President of the Chamber of Deputies
- In office 23 January 1975 – 23 January 1979
- Preceded by: Gonzalo Ramírez Cubillán
- Succeeded by: Carlos Canache Mata

Member of the Venezuelan Chamber of Deputies
- In office 23 January 1969 – 23 January 1989

Personal details
- Born: Oswaldo Álvarez Paz 10 February 1943 (age 83) Maracaibo, Zulia, Venezuela
- Party: Copei (1966-2005) Popular Movement (2005–present)
- Education: University of Zulia

= Oswaldo Álvarez Paz =

Venezuelan politician

Oswaldo Álvarez Paz (born 10 February 1943) is a Venezuelan politician. He was born in Maracaibo, Zulia and graduated in law from the University of Zulia. He was a Member of the Republic's Congress for over 20 years (periods from 1966 to 1993), president of the Venezuelan Chamber of Deputies (1975 to 1979) and participated/directed the most important commissions of the Venezuelan Parliament.
== Career ==
He was Rafael Caldera's campaign manager for the 1983 Venezuelan presidential election. In December 1989, he became the first governor of the State of Zulia to be elected by the people, being re-elected for a second period in December 1992.

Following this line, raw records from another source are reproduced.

#[cfg(test)]
mod tests {
    use std::cell::Cell;
    use std::rc::Rc;

    use super::*;
    use crate::scoring::{Distribution, ScoreCurve};
    use crate::sim::location::tests::{AnyImagery, NoImagery};

    const FRAME_MS: f64 = 16.0;

    fn settings(rounds: u32) -> Settings {
        Settings {
            seed: Some(42),
            rules: RoundRules::new(rounds, Distribution::Uniform).unwrap(),
            ..Settings::default()
        }
    }

    fn game(rounds: u32) -> Game<AnyImagery> {
        Game::new(settings(rounds), Scenario::world(), AnyImagery { lookups: 0 }).unwrap()
    }

    /// 1000 under 1 km, 750 under 100 km, 500 beyond
    struct Banded;

    impl ScoreCurve for Banded {
        fn score(&self, distance_m: f64) -> u32 {
            if distance_m < 1_000.0 {
                1000
            } else if distance_m < 100_000.0 {
                750
            } else {
                500
            }
        }

        fn max_score(&self) -> u32 {
            1000
        }
    }

    fn run_until(game: &mut Game<impl ImageryService>, phase: GamePhase) {
        for _ in 0..1000 {
            if game.phase() == phase {
                return;
            }
            game.update(FRAME_MS);
        }
        panic!("never reached {phase:?}, stuck in {:?}", game.phase());
    }

    fn actual(game: &Game<impl ImageryService>) -> Coordinate {
        game.session().current_destination().unwrap().coordinate
    }

    /// `actual` moved `dlat` degrees toward the equator
    fn offset(at: Coordinate, dlat: f64) -> Coordinate {
        let lat = if at.lat() > 0.0 { at.lat() - dlat } else { at.lat() + dlat };
        Coordinate::new(lat, at.lng()).unwrap()
    }

    fn guess_at(game: &mut Game<impl ImageryService>, at: Coordinate) -> GuessResult {
        run_until(game, GamePhase::AwaitingGuess);
        assert!(game.place_guess(at));
        game.make_guess().expect("guess should be accepted")
    }

    #[test]
    fn test_new_game_waits_for_destination() {
        let mut game = game(5);
        assert_eq!(game.phase(), GamePhase::AwaitingDestination);
        assert_eq!(game.session().current_round(), 0);
        assert!(game.locations().pending().is_some());
        assert_eq!(game.active_timers(), 0);

        game.update(FRAME_MS);
        assert_eq!(game.phase(), GamePhase::AwaitingGuess);
        assert_eq!(game.session().current_round(), 1);
        let commands = game.drain_commands();
        assert!(commands.contains(&ViewCommand::SetGuessEnabled { enabled: false }));
        assert!(commands.iter().any(|c| matches!(c, ViewCommand::ShowPanorama { .. })));
    }

    #[test]
    fn test_full_game_of_five_rounds() {
        let mut game = game(5);
        for round in 1..=5 {
            let target = {
                run_until(&mut game, GamePhase::AwaitingGuess);
                actual(&game)
            };
            guess_at(&mut game, offset(target, 1.0));
            assert_eq!(game.session().previous_guesses().len(), round);
            assert_eq!(game.session().current_round(), round as u32);
            if round < 5 {
                assert_eq!(game.phase(), GamePhase::RoundResolved);
                assert!(game.next_round());
            }
        }
        assert_eq!(game.phase(), GamePhase::GameResolved);
        assert_eq!(game.session().previous_guesses().len(), 5);
        // One preload per round, none issued ahead of the final round
        assert!(game.locations().pending().is_none());
        assert_eq!(game.locations().imagery().lookups, 5);
        assert!(!game.next_round());
    }

    #[test]
    fn test_running_totals() {
        let settings = settings(3);
        let scenario = Scenario::new("Bands", Vec::new(), Banded);
        let mut game = Game::new(settings, scenario, AnyImagery { lookups: 0 }).unwrap();

        run_until(&mut game, GamePhase::AwaitingGuess);
        let far = offset(actual(&game), 5.0);
        assert_eq!(guess_at(&mut game, far).score, 500);
        game.next_round();

        run_until(&mut game, GamePhase::AwaitingGuess);
        let near = offset(actual(&game), 0.05);
        assert_eq!(guess_at(&mut game, near).score, 750);
        assert_eq!(game.session().total_score(), 1250);
        let summary = game.drain_commands().into_iter().rev().find_map(|c| match c {
            ViewCommand::ShowOverview { summary } => Some(summary),
            _ => None,
        });
        let summary = summary.expect("round overview shown");
        assert_eq!(summary.kind, SummaryKind::Round);
        assert_eq!(summary.totals.total, 1250);
        assert_eq!(summary.totals.max_possible, 3000);
        game.next_round();

        run_until(&mut game, GamePhase::AwaitingGuess);
        let exact = actual(&game);
        assert_eq!(guess_at(&mut game, exact).score, 1000);
        assert_eq!(game.session().total_score(), 2250);
        assert_eq!(game.phase(), GamePhase::GameResolved);
        let summary = game.drain_commands().into_iter().rev().find_map(|c| match c {
            ViewCommand::ShowOverview { summary } => Some(summary),
            _ => None,
        });
        let summary = summary.expect("game overview shown");
        assert_eq!(summary.kind, SummaryKind::Game);
        assert_eq!(
            summary.score_line,
            "You scored 1000 points, which brings your total score to 2250 points"
        );
    }

    #[test]
    fn test_guess_without_candidate_is_noop() {
        let mut game = game(3);
        run_until(&mut game, GamePhase::AwaitingGuess);
        let round = game.session().current_round();
        assert!(game.make_guess().is_none());
        assert!(game.make_guess().is_none());
        assert_eq!(game.session().current_round(), round);
        assert!(game.session().previous_guesses().is_empty());
        assert_eq!(game.phase(), GamePhase::AwaitingGuess);
    }

    #[test]
    fn test_double_submit_counts_once() {
        let mut game = game(3);
        run_until(&mut game, GamePhase::AwaitingGuess);
        let target = actual(&game);
        game.place_guess(target);
        assert!(game.make_guess().is_some());
        assert!(game.make_guess().is_none());
        assert_eq!(game.session().previous_guesses().len(), 1);
    }

    #[test]
    fn test_once_listener_fires_once() {
        let mut game = game(3);
        let calls = Rc::new(Cell::new(0));
        let seen = calls.clone();
        game.once(GameEvent::NextRound, move || seen.set(seen.get() + 1));

        for _ in 0..2 {
            let target = {
                run_until(&mut game, GamePhase::AwaitingGuess);
                actual(&game)
            };
            guess_at(&mut game, target);
            game.next_round();
            for _ in 0..60 {
                game.update(FRAME_MS);
            }
        }
        assert_eq!(calls.get(), 1);
    }

    #[test]
    fn test_persistent_listener_survives_new_game() {
        let mut game = game(2);
        let preloads = Rc::new(Cell::new(0));
        let seen = preloads.clone();
        let subscription = game.on(GameEvent::Preload, move || seen.set(seen.get() + 1));

        run_until(&mut game, GamePhase::AwaitingGuess);
        game.new_game(None, None);
        run_until(&mut game, GamePhase::AwaitingGuess);
        assert_eq!(preloads.get(), 2);

        assert!(game.off(subscription));
        game.new_game(None, None);
        run_until(&mut game, GamePhase::AwaitingGuess);
        assert_eq!(preloads.get(), 2);
    }

    #[test]
    fn test_new_game_during_reveal_cancels_timers() {
        let mut game = game(3);
        let target = {
            run_until(&mut game, GamePhase::AwaitingGuess);
            actual(&game)
        };
        guess_at(&mut game, offset(target, 2.0));
        for _ in 0..25 {
            game.update(FRAME_MS);
        }
        assert!(game.overview().is_animating());

        game.new_game(None, None);
        assert_eq!(game.active_timers(), 0);
        assert!(game.overview().lines().is_empty());
        assert!(game.session().previous_guesses().is_empty());
        assert_eq!(game.session().current_round(), 0);

        game.drain_commands();
        for _ in 0..200 {
            game.update(FRAME_MS);
        }
        let stale = game.drain_commands().into_iter().any(|c| {
            matches!(
                c,
                ViewCommand::DrawLine { .. } | ViewCommand::SetLinePath { .. } | ViewCommand::DropMarker { .. }
            )
        });
        assert!(!stale);
        assert_eq!(game.phase(), GamePhase::AwaitingGuess);
        assert_eq!(game.session().current_round(), 1);
    }

    #[test]
    fn test_stalled_location_stays_suspended() {
        let mut game = Game::new(settings(3), Scenario::world(), NoImagery).unwrap();
        for _ in 0..500 {
            game.update(FRAME_MS);
        }
        assert_eq!(game.phase(), GamePhase::AwaitingDestination);
        assert_eq!(game.session().current_round(), 0);
        assert!(!game.place_guess(Coordinate::ORIGIN));
        assert!(game.make_guess().is_none());
        assert!(!game.next_round());
        assert!(game.locations().pending().is_some());
    }

    #[test]
    fn test_next_round_waits_for_preload() {
        let mut game = game(3);
        run_until(&mut game, GamePhase::AwaitingGuess);
        // The second destination is requested but not polled yet
        assert!(!game.session().map_loaded());
        let target = actual(&game);
        guess_at(&mut game, target);

        assert!(game.next_round());
        assert_eq!(game.phase(), GamePhase::AwaitingDestination);
        assert!(!game.next_round());
        assert_eq!(game.session().current_round(), 1);

        game.update(FRAME_MS);
        assert_eq!(game.phase(), GamePhase::AwaitingGuess);
        assert_eq!(game.session().current_round(), 2);
    }

    #[test]
    fn test_no_preload_for_final_round() {
        let mut game = game(2);
        let target = {
            run_until(&mut game, GamePhase::AwaitingGuess);
            actual(&game)
        };
        guess_at(&mut game, target);
        game.update(FRAME_MS);
        game.next_round();
        assert_eq!(game.session().current_round(), 2);
        assert!(game.locations().pending().is_none());
        assert!(!game.session().map_loaded());
    }

    #[test]
    fn test_button_label_choreography() {
        let mut game = game(3);
        let commands = game.drain_commands();
        assert!(commands.contains(&ViewCommand::SetButtonLabel {
            button: Button::PlayAgain,
            label: LOADING_LABEL,
        }));

        // Round starts on the first update, `nextRound` fires after the settle delay
        game.update(FRAME_MS);
        for _ in 0..31 {
            game.update(FRAME_MS);
        }
        let commands = game.drain_commands();
        assert!(commands.contains(&ViewCommand::HideOverview));
        assert!(!commands.iter().any(|c| matches!(c, ViewCommand::SetButtonLabel { .. })));

        for _ in 0..20 {
            game.update(FRAME_MS);
        }
        assert!(game.drain_commands().contains(&ViewCommand::SetButtonLabel {
            button: Button::PlayAgain,
            label: "Play Again",
        }));

        let target = actual(&game);
        guess_at(&mut game, target);
        game.update(FRAME_MS);
        game.next_round();
        for _ in 0..60 {
            game.update(FRAME_MS);
        }
        let commands = game.drain_commands();
        assert!(commands.contains(&ViewCommand::SetButtonLabel {
            button: Button::NextRound,
            label: LOADING_LABEL,
        }));
        assert!(commands.contains(&ViewCommand::SetButtonLabel {
            button: Button::NextRound,
            label: "Next Round",
        }));
    }

    #[test]
    fn test_new_game_replaces_rules() {
        let mut game = game(5);
        game.new_game(None, Some(RoundRules::new(1, Distribution::Weighted).unwrap()));
        let target = {
            run_until(&mut game, GamePhase::AwaitingGuess);
            actual(&game)
        };
        guess_at(&mut game, target);
        assert_eq!(game.phase(), GamePhase::GameResolved);
        assert_eq!(game.rules().round_count(), 1);
    }

    #[test]
    fn test_return_home_and_overlay() {
        let mut game = game(3);
        game.return_home();
        assert!(!game.drain_commands().iter().any(|c| matches!(c, ViewCommand::ShowPanorama { .. })));

        run_until(&mut game, GamePhase::AwaitingGuess);
        game.drain_commands();
        game.return_home();
        let destination = game.session().current_destination().cloned().unwrap();
        assert_eq!(game.drain_commands(), vec![ViewCommand::ShowPanorama { destination }]);

        assert!(!game.toggle_region_overlay());
        assert!(game.toggle_region_overlay());
    }

    #[test]
    fn test_rejects_invalid_settings() {
        let mut zero_fps = settings(3);
        zero_fps.timings.frame_rate = 0;
        let result = Game::new(zero_fps, Scenario::world(), AnyImagery { lookups: 0 });
        assert!(matches!(result, Err(GameError::InvalidSettings(_))));

        let mut negative_delay = settings(3);
        negative_delay.timings.marker_drop_ms = -1.0;
        let result = Game::new(negative_delay, Scenario::world(), AnyImagery { lookups: 0 });
        assert!(result.is_err());
    }

    #[test]
    fn test_new_game_drops_waiting_round_advance() {
        let mut game = game(3);
        run_until(&mut game, GamePhase::AwaitingGuess);
        let target = actual(&game);
        guess_at(&mut game, target);

        // Second destination is still unresolved, so the advance waits on `Preload`
        assert!(game.next_round());
        assert_eq!(game.phase(), GamePhase::AwaitingDestination);
        let stale = game.pending_advance.expect("advance waits on preload");

        game.new_game(None, None);
        assert!(!game.bus.is_subscribed(stale));
        assert_eq!(game.bus.handler_count(GameEvent::Preload), 1);
        assert_eq!(game.active_timers(), 0);
        game.drain_commands();

        for _ in 0..120 {
            game.update(FRAME_MS);
        }
        assert_eq!(game.phase(), GamePhase::AwaitingGuess);
        assert_eq!(game.session().current_round(), 1);
        let started = game
            .drain_commands()
            .into_iter()
            .filter(|c| matches!(c, ViewCommand::ShowPanorama { .. }))
            .count();
        assert_eq!(started, 1);
    }
}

On April 25, 1993, his party, COPEI, held open primary elections to choose a presidential candidate for the 1993 Venezuelan presidential election; almost 20% of Venezuela's 9.8m voters participated in the primary. Álvarez Paz defeated COPEI party leader Eduardo Fernández, resigning his position as governor in order to run. In the campaign Paz supported privatization and foreign investment, and said he aimed for Venezuela to join the North American Free Trade Agreement; he identified the contemporary political figure he admired most as Ronald Reagan. Oswaldo Alvarez Paz obtained 22.7% of the votes, in an election where the winner, Rafael Caldera, won with 30.5%.

In May 2005 Alvarez Paz created a new party called "Alianza Popular" (Popular Alliance), organization that, as it states in its by-laws, defends and promotes freedom, democracy State of Law and human rights, as well as the promotion and protection of private property, the contribution to poverty eradication and the disappearing of corruption.

On 22 March 2010, Oswaldo Alvarez Paz was arrested for remarks made during a broadcast of the Globovisión talkshow Aló Ciudadano ("Hello Citizen"). Álvarez Paz had said "Venezuela has turned into a center of operations that facilitates the business of drug trafficking." He also accused "Chavez of being a subversive element and having direct links with FARC and ETA." He was charged with conspiracy, and with spreading false information and publicly inciting violation of the law, and was sentenced to serve two years in prison. He was released on bail in mid May 2010.